Je lis Jean Clair depuis toujours, et c’est un vrai problème pour moi. Il a une pensée évidemment intelligente, très souvent juste dans le constat de ce qui blesse. Je tombe souvent d’accord avec lui lorsqu’il stigmatise les risques que courent les musées (confusion entre patrimoine et art contemporain, bureaucratisation, perte d’indépendance culturelle, etc.) ou la bêtise inculte d’un certain marché de l’art.

Cette pensée a toujours été pour moi une tentation à laquelle je résiste, car, bien que brillante, elle est passéiste et ne propose rien. Il faut, pour réformer le monde, en faire partie, et ce n’est pas son cas. Mystérieusement, en tout cas, pas aujourd’hui. Car, dans le passé, cet intellectuel a défendu des artistes qui lui étaient contemporains, à commencer par Daniel Buren. Au-delà des doutes légitimes qui garantissent tout esprit critique, il s’agit aussi de croire en la vie, en son temps, dans le futur que proposent les artistes dans leurs visions et leurs tâtonnements. Je ne partage donc pas son aigreur, ce refus de la vie et cette tentation de l’hiver. Dans son essai, il a éteint, clos, mis à mort tout ce qui pouvait se passer demain. Pour cela, il n’est pas fréquentable.

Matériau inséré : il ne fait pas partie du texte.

use gpui::{Bounds, MouseButton, Pixels, Point, Size, point, px, size};

use crate::events::{CancelHooks, Hooks, ItemDrag, ItemDragging};
use crate::insertion::{DropEffect, insertion_target_at, resolve_drop_index};
use crate::invalidate::{InvalidationTracker, indicator_region};
use crate::surface::ListSurface;
use crate::InsertionTarget;

/// Conventional pointer drag threshold: a 4x4 px box around the press.
const DEFAULT_DRAG_ZONE: Pixels = px(4.);

/// Lifecycle of a pointer-driven reorder gesture.
#[derive(Clone, Copy, Debug, PartialEq, Eq)]
pub enum DragPhase {
    Idle,
    /// Left button is down on the list; a drag starts once the pointer moves
    /// outside the drag zone and the host accepts the start request.
    Armed,
    Dragging,
}

/// The accepted outcome of a drop: remove the item at `from_ix`, insert it at
/// `to_ix`, and select it. Produced by [`DragController::on_drop`] and applied
/// by the host, which owns the item sequence.
#[derive(Clone, Copy, Debug, PartialEq, Eq)]
pub struct ReorderCommand {
    pub from_ix: usize,
    pub to_ix: usize,
    pub mode: crate::InsertionMode,
}

/// Orchestrates the drag lifecycle for a single list.
///
/// The host forwards pointer events and supplies geometry through a
/// [`ListSurface`]; the controller tracks the session (origin, source index,
/// phase), recomputes the insertion target on drag-over, records dirty
/// regions for the indicator, and raises the two cancelable requests before a
/// drag starts and before a drop mutates anything. All of it runs
/// synchronously on the UI thread.
pub struct DragController {
    phase: DragPhase,
    origin: Point<Pixels>,
    source_ix: Option<usize>,
    insertion: Option<InsertionTarget>,
    allow_item_drag: bool,
    drag_zone: Size<Pixels>,
    invalidation: InvalidationTracker,

    /// Cancelable: a drag is about to start.
    pub item_dragging: CancelHooks<ItemDragging>,
    /// Cancelable: a drop is about to reorder the sequence.
    pub item_drag: CancelHooks<ItemDrag>,
    pub allow_item_drag_changed: Hooks<bool>,
}

impl Default for DragController {
    fn default() -> Self {
        Self::new()
    }
}

impl DragController {
    pub fn new() -> Self {
        Self {
            phase: DragPhase::Idle,
            origin: point(px(0.), px(0.)),
            source_ix: None,
            insertion: None,
            allow_item_drag: false,
            drag_zone: size(DEFAULT_DRAG_ZONE, DEFAULT_DRAG_ZONE),
            invalidation: InvalidationTracker::default(),
            item_dragging: CancelHooks::default(),
            item_drag: CancelHooks::default(),
            allow_item_drag_changed: Hooks::default(),
        }
    }

    pub fn phase(&self) -> DragPhase {
        self.phase
    }

    pub fn is_dragging(&self) -> bool {
        self.phase == DragPhase::Dragging
    }

    pub fn insertion_target(&self) -> Option<InsertionTarget> {
        self.insertion
    }

    /// The hit-tested index recorded at pointer-down; fixed for the session.
    pub fn source_index(&self) -> Option<usize> {
        self.source_ix
    }

    pub fn allow_item_drag(&self) -> bool {
        self.allow_item_drag
    }

    pub fn set_allow_item_drag(&mut self, value: bool) {
        if self.allow_item_drag != value {
            self.allow_item_drag = value;
            self.allow_item_drag_changed.emit(&value);
        }
    }

    pub fn set_drag_zone(&mut self, zone: Size<Pixels>) {
        self.drag_zone = zone;
    }

    /// Drain the dirty rectangles recorded since the last call.
    pub fn take_damage(&mut self) -> Vec<Bounds<Pixels>> {
        self.invalidation.take()
    }

    pub fn has_damage(&self) -> bool {
        !self.invalidation.is_empty()
    }

    /// Pointer-down. A left press arms a potential drag at `position`; any
    /// other button clears the armed state. A press arriving mid-drag ends
    /// that session first, so no insertion target can leak into the next
    /// gesture.
    pub fn mouse_down(
        &mut self,
        surface: &dyn ListSurface,
        position: Point<Pixels>,
        button: MouseButton,
    ) {
        if self.phase == DragPhase::Dragging {
            self.reset(surface);
        }
        if button == MouseButton::Left {
            self.phase = DragPhase::Armed;
            self.origin = position;
            self.source_ix = surface.index_at(position);
        } else {
            self.phase = DragPhase::Idle;
            self.origin = point(px(0.), px(0.));
            self.source_ix = None;
        }
    }

    /// Pointer-move while the left button is held. Returns `true` when a drag
    /// session just started, i.e. the pointer left the drag zone and the
    /// start request was not canceled. A canceled request leaves the session
    /// armed, so a later move may ask again.
    pub fn mouse_move(&mut self, position: Point<Pixels>, left_held: bool) -> bool {
        if !self.allow_item_drag
            || self.phase != DragPhase::Armed
            || !left_held
            || !self.outside_drag_zone(position)
        {
            return false;
        }
        let Some(source_ix) = self.source_ix else {
            // Armed over empty space; nothing to drag.
            return false;
        };
        if !self.item_dragging.emit(&ItemDragging { source_ix }) {
            return false;
        }
        self.phase = DragPhase::Dragging;
        true
    }

    /// Drag-over: recompute the insertion target for `position`. When the
    /// target changed, the old indicator region is invalidated before the
    /// update and the new one after; an unchanged target records nothing.
    pub fn drag_over(&mut self, surface: &dyn ListSurface, position: Point<Pixels>) -> DropEffect {
        if self.phase != DragPhase::Dragging {
            return DropEffect::None;
        }

        let (target, effect) = insertion_target_at(surface, position);
        if target != self.insertion {
            self.invalidation
                .push(self.insertion.and_then(|t| indicator_region(surface, t)));
            self.insertion = target;
            self.invalidation
                .push(target.and_then(|t| indicator_region(surface, t)));
        }
        effect
    }

    /// The pointer left the list while dragging: hide the indicator. The
    /// session itself stays active, so re-entering the list resumes drag-over
    /// and a later drop still completes the gesture.
    pub fn drag_leave(&mut self, surface: &dyn ListSurface) {
        if let Some(target) = self.insertion.take() {
            self.invalidation.push(indicator_region(surface, target));
        }
    }

    /// Drop. Runs the index remap, raises the cancelable completion request,
    /// and returns the command the host should apply. `None` means a
    /// rejected position, a no-op remap, or a canceled request. Whatever
    /// happens, the indicator region is invalidated, the target cleared, and
    /// the session returns to idle.
    pub fn on_drop(
        &mut self,
        surface: &dyn ListSurface,
        position: Point<Pixels>,
    ) -> Option<ReorderCommand> {
        if self.phase != DragPhase::Dragging {
            return None;
        }

        let mut command = None;
        if let (Some(target), Some(drag_ix)) = (self.insertion, self.source_ix) {
            let drop_ix = resolve_drop_index(drag_ix, target, surface.item_count());
            if drop_ix != drag_ix {
                let viewport = surface.viewport();
                let local = point(
                    position.x - viewport.origin.x,
                    position.y - viewport.origin.y,
                );
                let request = ItemDrag {
                    source_ix: drag_ix,
                    dest_ix: drop_ix,
                    mode: target.mode,
                    position: local,
                };
                if self.item_drag.emit(&request) {
                    command = Some(ReorderCommand {
                        from_ix: drag_ix,
                        to_ix: drop_ix,
                        mode: target.mode,
                    });
                }
            }
        }

        self.reset(surface);
        command
    }

    /// Abort the gesture from any phase (e.g. Escape), hiding the indicator.
    pub fn cancel(&mut self, surface: &dyn ListSurface) {
        self.reset(surface);
    }

    fn reset(&mut self, surface: &dyn ListSurface) {
        if let Some(target) = self.insertion.take() {
            self.invalidation.push(indicator_region(surface, target));
        }
        self.phase = DragPhase::Idle;
        self.origin = point(px(0.), px(0.));
        self.source_ix = None;
    }

    fn outside_drag_zone(&self, position: Point<Pixels>) -> bool {
        let zone = Bounds::new(
            point(
                self.origin.x - self.drag_zone.width / 2.,
                self.origin.y - self.drag_zone.height / 2.,
            ),
            self.drag_zone,
        );
        !zone.contains(&position)
    }
}
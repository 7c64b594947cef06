use gpui::{Bounds, Pixels, point, size};

use crate::insertion::{InsertionMode, InsertionTarget};
use crate::surface::ListSurface;

/// The rectangle a rendered insertion indicator occupies for `target`.
///
/// The line and its arrowheads straddle the boundary between two rows, so the
/// hovered item's rectangle is unioned with the neighbor the line extends
/// toward: the previous item for `Before` (unless the target is first), the
/// next item for `After` (unless the target is last).
pub fn indicator_region(
    surface: &dyn ListSurface,
    target: InsertionTarget,
) -> Option<Bounds<Pixels>> {
    let mut region = surface.item_bounds(target.ix)?;

    match target.mode {
        InsertionMode::Before if target.ix > 0 => {
            if let Some(prev) = surface.item_bounds(target.ix - 1) {
                region = union(region, prev);
            }
        }
        InsertionMode::After if target.ix + 1 < surface.item_count() => {
            if let Some(next) = surface.item_bounds(target.ix + 1) {
                region = union(region, next);
            }
        }
        _ => {}
    }

    Some(region)
}

fn union(a: Bounds<Pixels>, b: Bounds<Pixels>) -> Bounds<Pixels> {
    let left = a.origin.x.min(b.origin.x);
    let top = a.origin.y.min(b.origin.y);
    let right = (a.origin.x + a.size.width).max(b.origin.x + b.size.width);
    let bottom = (a.origin.y + a.size.height).max(b.origin.y + b.size.height);
    Bounds::new(point(left, top), size(right - left, bottom - top))
}

/// Accumulates the dirty rectangles produced by insertion-target changes.
///
/// The controller pushes the old indicator region before updating the target
/// and the new region after; the host drains the list and requests a repaint
/// only when it is non-empty, so an unchanged target costs nothing.
#[derive(Default)]
pub struct InvalidationTracker {
    regions: Vec<Bounds<Pixels>>,
}

impl InvalidationTracker {
    pub fn push(&mut self, region: Option<Bounds<Pixels>>) {
        if let Some(region) = region {
            self.regions.push(region);
        }
    }

    pub fn is_empty(&self) -> bool {
        self.regions.is_empty()
    }

    pub fn take(&mut self) -> Vec<Bounds<Pixels>> {
        std::mem::take(&mut self.regions)
    }
}
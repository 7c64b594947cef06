//! Drag-to-reorder logic for list widgets.
//!
//! This crate holds the windowing-toolkit-independent half of a reorderable
//! list: the drag lifecycle state machine ([`DragController`]), insertion
//! point computation, dirty-region tracking for the insertion indicator, and
//! the indicator's line/arrowhead geometry. The widget side (row rendering,
//! scrolling, mouse wiring) supplies geometry through the [`ListSurface`]
//! trait and applies the [`ReorderCommand`] the controller produces on drop.

mod controller;
mod events;
mod insertion;
mod invalidate;
mod overlay;
mod surface;

pub use controller::{DragController, DragPhase, ReorderCommand};
pub use events::{CancelHooks, Hooks, ItemDrag, ItemDragging};
pub use insertion::{
    DropEffect, InsertionMode, InsertionTarget, insertion_target_at, resolve_drop_index,
};
pub use invalidate::{InvalidationTracker, indicator_region};
pub use overlay::{IndicatorShape, IndicatorStyle, indicator_shape};
pub use surface::{ListSurface, UniformRows};
use gpui::{Bounds, Pixels, Point, point, size};

/// Geometry queries the host list widget must answer, in window coordinates.
///
/// The controller never inspects item content; it only needs to map a pointer
/// position to a row and a row to its rectangle. A query returning `None` is
/// treated as "no item there", never as an error.
pub trait ListSurface {
    fn item_count(&self) -> usize;

    /// Index of the item under `position`, if any.
    fn index_at(&self, position: Point<Pixels>) -> Option<usize>;

    /// Bounding rectangle of the item at `ix`, if it exists.
    fn item_bounds(&self, ix: usize) -> Option<Bounds<Pixels>>;

    /// The visible area of the list.
    fn viewport(&self) -> Bounds<Pixels>;
}

/// A [`ListSurface`] over uniform-height rows stacked vertically.
///
/// `scroll_offset_y` follows the scroll handle convention: zero when scrolled
/// to the top, increasingly negative as the list scrolls down. Row `ix` then
/// sits at `bounds.origin.y + scroll_offset_y + row_height * ix`.
#[derive(Clone, Copy, Debug)]
pub struct UniformRows {
    pub bounds: Bounds<Pixels>,
    pub row_height: Pixels,
    pub scroll_offset_y: Pixels,
    pub count: usize,
}

impl UniformRows {
    pub fn new(
        bounds: Bounds<Pixels>,
        row_height: Pixels,
        scroll_offset_y: Pixels,
        count: usize,
    ) -> Self {
        Self {
            bounds,
            row_height,
            scroll_offset_y,
            count,
        }
    }
}

impl ListSurface for UniformRows {
    fn item_count(&self) -> usize {
        self.count
    }

    fn index_at(&self, position: Point<Pixels>) -> Option<usize> {
        if !self.bounds.contains(&position) {
            return None;
        }
        if self.row_height <= gpui::px(0.) {
            return None;
        }
        let rel_y = position.y - self.bounds.origin.y - self.scroll_offset_y;
        if rel_y < gpui::px(0.) {
            return None;
        }
        let ix = (rel_y / self.row_height).floor() as usize;
        (ix < self.count).then_some(ix)
    }

    fn item_bounds(&self, ix: usize) -> Option<Bounds<Pixels>> {
        if ix >= self.count {
            return None;
        }
        let top = self.bounds.origin.y + self.scroll_offset_y + self.row_height * ix;
        Some(Bounds::new(
            point(self.bounds.origin.x, top),
            size(self.bounds.size.width, self.row_height),
        ))
    }

    fn viewport(&self) -> Bounds<Pixels> {
        self.bounds
    }
}
impl<T: 'static> ReorderListState<T> {
    pub fn new(cx: &mut App) -> Self {
        Self {
            focus_handle: cx.focus_handle(),
            items: Vec::new(),
            row_height: DEFAULT_ROW_HEIGHT,
            scrollbar_state: ScrollbarState::default(),
            scroll_handle: UniformListScrollHandle::default(),
            selected_ix: None,
            controller: DragController::new(),
            indicator_style: IndicatorStyle::default(),
            list_bounds: Bounds::default(),
            insertion_line_color_changed: Hooks::default(),
            callbacks: ReorderListCallbacks::default(),
            render_item: Rc::new(|_, _, _, _, _| ListItem::new("reorder-list-empty")),
        }
    }

    pub fn items(mut self, items: impl Into<Vec<ReorderListItem<T>>>) -> Self {
        self.items = items.into();
        self
    }

    pub fn row_height(mut self, height: Pixels) -> Self {
        self.row_height = height;
        self
    }

    /// Enable drag reordering. Off by default; pointer-move never starts a
    /// drag while disabled.
    pub fn allow_item_drag(mut self, allow: bool) -> Self {
        self.controller.set_allow_item_drag(allow);
        self
    }

    pub fn insertion_line_color(mut self, color: Hsla) -> Self {
        self.indicator_style.color = color;
        self
    }

    pub fn insertion_line_thickness(mut self, thickness: Pixels) -> Self {
        self.indicator_style.thickness = thickness;
        self
    }

    pub fn insertion_arrow_size(mut self, arrow_size: Pixels) -> Self {
        self.indicator_style.arrow_size = arrow_size;
        self
    }

    /// Cancelable request raised when a drag is about to start. Return
    /// `false` to keep the gesture from becoming a drag.
    pub fn on_item_dragging(mut self, handler: impl Fn(&ItemDragging) -> bool + 'static) -> Self {
        self.controller.item_dragging.subscribe(handler);
        self
    }

    /// Cancelable request raised on drop, before the items are rearranged.
    /// Return `false` to leave the order untouched.
    pub fn on_item_drag(mut self, handler: impl Fn(&ItemDrag) -> bool + 'static) -> Self {
        self.controller.item_drag.subscribe(handler);
        self
    }

    pub fn on_allow_item_drag_changed(mut self, handler: impl Fn(&bool) + 'static) -> Self {
        self.controller.allow_item_drag_changed.subscribe(handler);
        self
    }

    pub fn on_insertion_line_color_changed(mut self, handler: impl Fn(&Hsla) + 'static) -> Self {
        self.insertion_line_color_changed.subscribe(handler);
        self
    }

    /// Provide a callback invoked after a successful reorder.
    pub fn on_reorder(
        mut self,
        on_reorder: impl Fn(&Reorder, &[ReorderListItem<T>]) + 'static,
    ) -> Self {
        self.callbacks.on_reorder = Some(Rc::new(on_reorder));
        self
    }

    pub fn set_items(&mut self, items: impl Into<Vec<ReorderListItem<T>>>, cx: &mut Context<Self>) {
        self.items = items.into();
        self.selected_ix = None;
        let surface = self.surface();
        self.controller.cancel(&surface);
        self.controller.take_damage();
        cx.notify();
    }

    pub fn items_ref(&self) -> &[ReorderListItem<T>] {
        &self.items
    }

    pub fn selected_index(&self) -> Option<usize> {
        self.selected_ix
    }

    pub fn set_selected_index(&mut self, ix: Option<usize>, cx: &mut Context<Self>) {
        self.selected_ix = ix;
        cx.notify();
    }

    pub fn is_item_drag_allowed(&self) -> bool {
        self.controller.allow_item_drag()
    }

    pub fn set_allow_item_drag(&mut self, allow: bool, cx: &mut Context<Self>) {
        self.controller.set_allow_item_drag(allow);
        cx.notify();
    }

    pub fn insertion_line_color_value(&self) -> Hsla {
        self.indicator_style.color
    }

    pub fn set_insertion_line_color(&mut self, color: Hsla, cx: &mut Context<Self>) {
        if self.indicator_style.color != color {
            self.indicator_style.color = color;
            self.insertion_line_color_changed.emit(&color);
            cx.notify();
        }
    }

    pub fn is_dragging(&self) -> bool {
        self.controller.is_dragging()
    }

    /// Geometry of the rows as currently laid out and scrolled.
    pub(crate) fn surface(&self) -> UniformRows {
        let scroll_y = self.scroll_handle.0.borrow().base_handle.offset().y;
        UniformRows::new(self.list_bounds, self.row_height, scroll_y, self.items.len())
    }

    fn on_entry_click(
        &mut self,
        ix: usize,
        _event: &gpui::ClickEvent,
        _window: &mut Window,
        cx: &mut Context<Self>,
    ) {
        self.selected_ix = Some(ix);
        cx.notify();
    }

    pub(crate) fn on_mouse_down(
        &mut self,
        position: Point<Pixels>,
        button: MouseButton,
        _cx: &mut Context<Self>,
    ) {
        let surface = self.surface();
        self.controller.mouse_down(&surface, position, button);
    }

    pub(crate) fn on_mouse_move(
        &mut self,
        position: Point<Pixels>,
        left_held: bool,
        cx: &mut Context<Self>,
    ) {
        let surface = self.surface();
        if self.controller.is_dragging() {
            if surface.viewport().contains(&position) {
                self.controller.drag_over(&surface, position);
            } else {
                self.controller.drag_leave(&surface);
            }
            if !self.controller.take_damage().is_empty() {
                cx.notify();
            }
        } else if self.controller.mouse_move(position, left_held) {
            cx.notify();
        }
    }

    pub(crate) fn on_mouse_up(&mut self, position: Point<Pixels>, cx: &mut Context<Self>) {
        let surface = self.surface();
        if !self.controller.is_dragging() {
            // A plain click; drop the armed state.
            self.controller.cancel(&surface);
            return;
        }

        let command = self.controller.on_drop(&surface, position);
        let repaint = !self.controller.take_damage().is_empty();

        if let Some(command) = command {
            move_item(&mut self.items, command.from_ix, command.to_ix);
            self.selected_ix = Some(command.to_ix);
            cx.notify();

            if let Some(on_reorder) = self.callbacks.on_reorder.as_ref() {
                let reorder = Reorder {
                    item_id: self.items[command.to_ix].id.clone(),
                    from: command.from_ix,
                    to: command.to_ix,
                    mode: command.mode,
                };
                on_reorder(&reorder, &self.items);
            }
        } else if repaint {
            cx.notify();
        }
    }

    pub(crate) fn cancel_drag(&mut self, cx: &mut Context<Self>) {
        if self.controller.phase() == DragPhase::Idle {
            return;
        }
        let surface = self.surface();
        self.controller.cancel(&surface);
        if !self.controller.take_damage().is_empty() {
            cx.notify();
        }
    }

    fn on_key_down(&mut self, event: &KeyDownEvent, cx: &mut Context<Self>) -> bool {
        match event.keystroke.key.as_str() {
            "escape" => {
                if self.controller.phase() != DragPhase::Idle {
                    self.cancel_drag(cx);
                    return true;
                }
                false
            }
            _ => false,
        }
    }
}
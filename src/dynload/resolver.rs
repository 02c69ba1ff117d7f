use std::ffi::c_void;
use std::ptr::NonNull;

use libloading::Symbol;

use super::{LibraryLoader, LibraryLocator, Requirement};
use crate::error::{fatal, BindingError, Result};

/// Looks up entry points in the cached native library.
///
/// Optional lookups never force the library open as required: against an
/// unloadable library they simply yield `None`.
pub struct SymbolResolver {
    loader: LibraryLoader,
}

impl SymbolResolver {
    pub fn new(loader: LibraryLoader) -> Self {
        Self { loader }
    }

    pub fn loader(&self) -> &LibraryLoader {
        &self.loader
    }

    pub fn locator(&self) -> &LibraryLocator {
        self.loader.locator()
    }

    /// Fallible lookup with required semantics for the library open.
    ///
    /// # Safety
    /// `F` must match the native signature of `name`.
    pub unsafe fn try_resolve<F: Copy>(&self, name: &str) -> Result<F> {
        if name.is_empty() {
            return Err(BindingError::EmptySymbolName);
        }
        let lib = self.loader.try_open()?;
        // libloading clears the platform error state before dlsym.
        let sym: Symbol<F> = lib
            .get(name.as_bytes())
            .map_err(|source| BindingError::MissingSymbol {
                name: name.to_string(),
                source,
            })?;
        Ok(*sym)
    }

    /// # Safety
    /// `F` must match the native signature of `name`.
    pub unsafe fn resolve<F: Copy>(&self, name: &str, requirement: Requirement) -> Option<F> {
        match requirement {
            Requirement::Required => match self.try_resolve(name) {
                Ok(f) => Some(f),
                Err(err) => fatal(&err),
            },
            Requirement::Optional => {
                if name.is_empty() {
                    return None;
                }
                let lib = self.loader.open_optional()?;
                let sym = lib.get::<F>(name.as_bytes()).ok()?;
                Some(*sym)
            }
        }
    }

    /// # Safety
    /// `F` must match the native signature of `name`.
    pub unsafe fn required<F: Copy>(&self, name: &str) -> F {
        match self.try_resolve(name) {
            Ok(f) => f,
            Err(err) => fatal(&err),
        }
    }

    /// # Safety
    /// `F` must match the native signature of `name`.
    pub unsafe fn optional<F: Copy>(&self, name: &str) -> Option<F> {
        self.resolve(name, Requirement::Optional)
    }

    /// Untyped lookup of a host-supplied name. Bytes that are not UTF-8 never
    /// name a symbol: absent when optional, fatal when required.
    pub fn resolve_raw_bytes(
        &self,
        name: &[u8],
        requirement: Requirement,
    ) -> Option<NonNull<c_void>> {
        match (symbol_name(name), requirement) {
            (Ok(name), _) => self.resolve_raw(name, requirement),
            (Err(err), Requirement::Required) => fatal(&err),
            (Err(_), Requirement::Optional) => None,
        }
    }

    /// Untyped lookup for callers that only need the address.
    pub fn resolve_raw(&self, name: &str, requirement: Requirement) -> Option<NonNull<c_void>> {
        let ptr = unsafe { self.resolve::<*mut c_void>(name, requirement) }?;
        NonNull::new(ptr)
    }
}

/// Borrows a host-supplied symbol name as text, without any lossy repair.
pub fn symbol_name(name: &[u8]) -> Result<&str> {
    std::str::from_utf8(name).map_err(|_| BindingError::InvalidSymbolName(name.to_vec()))
}

#[cfg(test)]
mod tests {
    use super::*;
    use crate::env::{MapEnv, NATIVE_LIB_VAR};
    use std::sync::Arc;

    fn resolver(env: MapEnv) -> SymbolResolver {
        SymbolResolver::new(LibraryLoader::new(LibraryLocator::new(Arc::new(env))))
    }

    #[test]
    fn optional_lookup_without_library_is_absent() {
        let r = resolver(MapEnv::new());
        assert!(r.resolve_raw("wgpuCreateInstance", Requirement::Optional).is_none());
        assert!(r.resolve_raw("", Requirement::Optional).is_none());
        assert!(!r.loader().is_loaded());
    }

    #[test]
    fn empty_required_name_is_rejected_before_opening() {
        let r = resolver(MapEnv::new());
        let err = unsafe { r.try_resolve::<*mut c_void>("") }.err().unwrap();
        assert!(matches!(err, BindingError::EmptySymbolName));
        assert_eq!(r.loader().load_attempts(), 0);
    }

    #[test]
    fn required_lookup_reports_unresolved_library() {
        let r = resolver(MapEnv::new());
        let err = unsafe { r.try_resolve::<*mut c_void>("wgpuCreateInstance") }
            .err()
            .unwrap();
        assert!(matches!(err, BindingError::Unresolved));
    }

    #[cfg(target_os = "linux")]
    #[test]
    fn missing_symbol_is_silent_optionally_and_an_error_otherwise() {
        let r = resolver(MapEnv::new().set(NATIVE_LIB_VAR, "libc.so.6"));
        assert!(r.resolve_raw("strlen", Requirement::Optional).is_some());
        assert!(r
            .resolve_raw("wgpu_mbt_definitely_not_here", Requirement::Optional)
            .is_none());
        let err = unsafe { r.try_resolve::<*mut c_void>("wgpu_mbt_definitely_not_here") }
            .err()
            .unwrap();
        assert!(matches!(err, BindingError::MissingSymbol { .. }));
        assert!(err.to_string().contains("wgpu_mbt_definitely_not_here"));
        assert_eq!(r.loader().load_attempts(), 1);

        assert!(r.resolve_raw_bytes(b"strlen", Requirement::Optional).is_some());
        assert!(r
            .resolve_raw_bytes(b"strlen\xff", Requirement::Optional)
            .is_none());
    }

    #[test]
    fn non_utf8_names_are_rejected_not_repaired() {
        assert_eq!(symbol_name(b"strlen").ok(), Some("strlen"));
        let err = symbol_name(b"strlen\xff").err().unwrap();
        assert!(matches!(&err, BindingError::InvalidSymbolName(bytes) if bytes == b"strlen\xff"));

        let r = resolver(MapEnv::new());
        assert!(r
            .resolve_raw_bytes(b"wgpu\xc3(", Requirement::Optional)
            .is_none());
        assert_eq!(r.loader().load_attempts(), 0);
    }
}
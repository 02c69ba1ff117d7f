//! Pull-based state published by the synchronous wrappers for the host.
//!
//! Device-lost reasons are process-wide (mutex-guarded); last-operation
//! diagnostics are per-thread and are overwritten by the next call of the same
//! kind on that thread.

mod device_lost;
pub mod last;
mod message;

pub use device_lost::*;
pub use message::*;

«Il pourrait nous donner une chance »

Jean Clair est trop intelligent pour être réactionnaire, reproche qu’on lui fait souvent dans le monde de l’art. Trop intelligent aussi pour ignorer qu’il donne par son érudition même des arguments aux détracteurs primaires de l’art contemporain. Tous ces livres sont, pour moi, des ouvrages où il manquerait la deuxième partie de rigueur dans une dissertation de Sciences Po. Un «oui, mais» ou un «oui, non» qui nuancerait et réintroduirait le monde dans le débat d’idées. Pourquoi tant d’intelligence au service d’un tel désespoir? Il pourrait nous donner une chance, écrire le monde tel qu’il est, mais écrire ensuite comment il pourrait être. Il pourrait parler de tous les gens cultivés et créateurs que je rencontre moi-même quotidiennement. Jean Clair touche un grand nombre de lecteurs. Car comment ne pas douter de l’avenir? Quel acteur de l’art contemporain n’a pas été tenté d’abandonner par manque de conviction ou par doute? Et puis il y a la vie, et la vie n’est pas l’histoire, mais l’avenir, dans des cultures qui ne seront plus jamais hellénistes ou latinistes, mais autres. Dans le dernier paragraphe – enfin ! -, Jean Clair rend hommage aux artistes victimes des politiques culturelles, sans citer leurs noms, sans tenter de les défendre, comme s’il ne croyait même pas en eux. Son hiver à lui?

(Propos recueillis par Valérie Duponchelle)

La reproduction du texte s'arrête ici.